• Records for this task:
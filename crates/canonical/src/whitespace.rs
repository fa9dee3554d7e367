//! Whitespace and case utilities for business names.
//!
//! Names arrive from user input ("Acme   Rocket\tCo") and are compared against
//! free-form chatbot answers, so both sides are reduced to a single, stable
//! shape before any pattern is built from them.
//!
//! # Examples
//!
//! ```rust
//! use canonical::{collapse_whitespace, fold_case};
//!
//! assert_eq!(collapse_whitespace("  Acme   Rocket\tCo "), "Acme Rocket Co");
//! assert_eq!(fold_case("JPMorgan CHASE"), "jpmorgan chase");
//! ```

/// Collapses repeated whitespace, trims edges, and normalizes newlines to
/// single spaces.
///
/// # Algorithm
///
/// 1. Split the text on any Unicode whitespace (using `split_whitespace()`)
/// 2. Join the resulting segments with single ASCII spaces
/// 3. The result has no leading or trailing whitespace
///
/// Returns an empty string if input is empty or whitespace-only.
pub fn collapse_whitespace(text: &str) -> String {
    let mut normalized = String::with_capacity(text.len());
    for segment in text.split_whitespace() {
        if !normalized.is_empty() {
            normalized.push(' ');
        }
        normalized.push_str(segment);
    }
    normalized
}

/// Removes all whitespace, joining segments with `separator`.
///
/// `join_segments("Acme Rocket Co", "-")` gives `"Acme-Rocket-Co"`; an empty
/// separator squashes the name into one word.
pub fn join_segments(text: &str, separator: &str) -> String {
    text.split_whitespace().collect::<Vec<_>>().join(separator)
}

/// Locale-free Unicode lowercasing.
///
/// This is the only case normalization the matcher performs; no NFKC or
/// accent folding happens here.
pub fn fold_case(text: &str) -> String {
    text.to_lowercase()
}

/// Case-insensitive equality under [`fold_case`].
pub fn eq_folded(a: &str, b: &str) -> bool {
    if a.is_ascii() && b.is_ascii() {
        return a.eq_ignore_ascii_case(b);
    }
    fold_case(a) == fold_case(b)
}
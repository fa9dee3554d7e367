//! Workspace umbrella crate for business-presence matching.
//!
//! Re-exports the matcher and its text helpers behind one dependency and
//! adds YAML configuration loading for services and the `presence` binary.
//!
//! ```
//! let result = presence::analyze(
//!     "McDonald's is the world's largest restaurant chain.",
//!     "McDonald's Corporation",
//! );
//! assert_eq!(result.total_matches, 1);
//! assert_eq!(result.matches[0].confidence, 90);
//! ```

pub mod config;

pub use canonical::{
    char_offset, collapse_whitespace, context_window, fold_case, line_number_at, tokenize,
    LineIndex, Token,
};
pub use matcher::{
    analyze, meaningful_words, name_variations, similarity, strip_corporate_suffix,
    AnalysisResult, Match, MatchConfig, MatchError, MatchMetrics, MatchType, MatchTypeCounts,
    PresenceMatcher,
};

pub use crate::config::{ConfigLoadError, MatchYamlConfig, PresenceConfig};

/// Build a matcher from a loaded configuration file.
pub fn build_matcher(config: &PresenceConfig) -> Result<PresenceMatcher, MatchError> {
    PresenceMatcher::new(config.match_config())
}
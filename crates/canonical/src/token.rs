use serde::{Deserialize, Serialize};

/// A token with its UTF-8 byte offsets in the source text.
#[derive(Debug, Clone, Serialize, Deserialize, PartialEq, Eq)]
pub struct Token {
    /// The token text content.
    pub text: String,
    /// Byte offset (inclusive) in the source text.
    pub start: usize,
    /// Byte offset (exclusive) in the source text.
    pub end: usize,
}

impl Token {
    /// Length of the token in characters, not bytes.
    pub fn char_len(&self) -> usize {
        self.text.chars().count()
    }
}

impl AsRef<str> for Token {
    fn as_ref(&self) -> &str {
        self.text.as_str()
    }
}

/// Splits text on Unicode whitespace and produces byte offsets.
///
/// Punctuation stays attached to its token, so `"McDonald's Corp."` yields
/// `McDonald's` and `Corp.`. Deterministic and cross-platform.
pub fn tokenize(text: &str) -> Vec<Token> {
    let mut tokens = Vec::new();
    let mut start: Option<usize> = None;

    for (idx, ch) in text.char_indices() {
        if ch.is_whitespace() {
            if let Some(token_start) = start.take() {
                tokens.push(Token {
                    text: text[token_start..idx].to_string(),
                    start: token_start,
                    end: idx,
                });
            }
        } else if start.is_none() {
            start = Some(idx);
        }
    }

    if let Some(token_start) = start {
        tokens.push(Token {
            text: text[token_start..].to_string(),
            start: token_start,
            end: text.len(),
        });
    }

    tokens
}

• What needs to be done: Whenever a line of the data above includes the word "self", copy that line.

• Completed exercise:
    pub fn char_len(&self) -> usize {
        self.text.chars().count()
    fn as_ref(&self) -> &str {
        self.text.as_str()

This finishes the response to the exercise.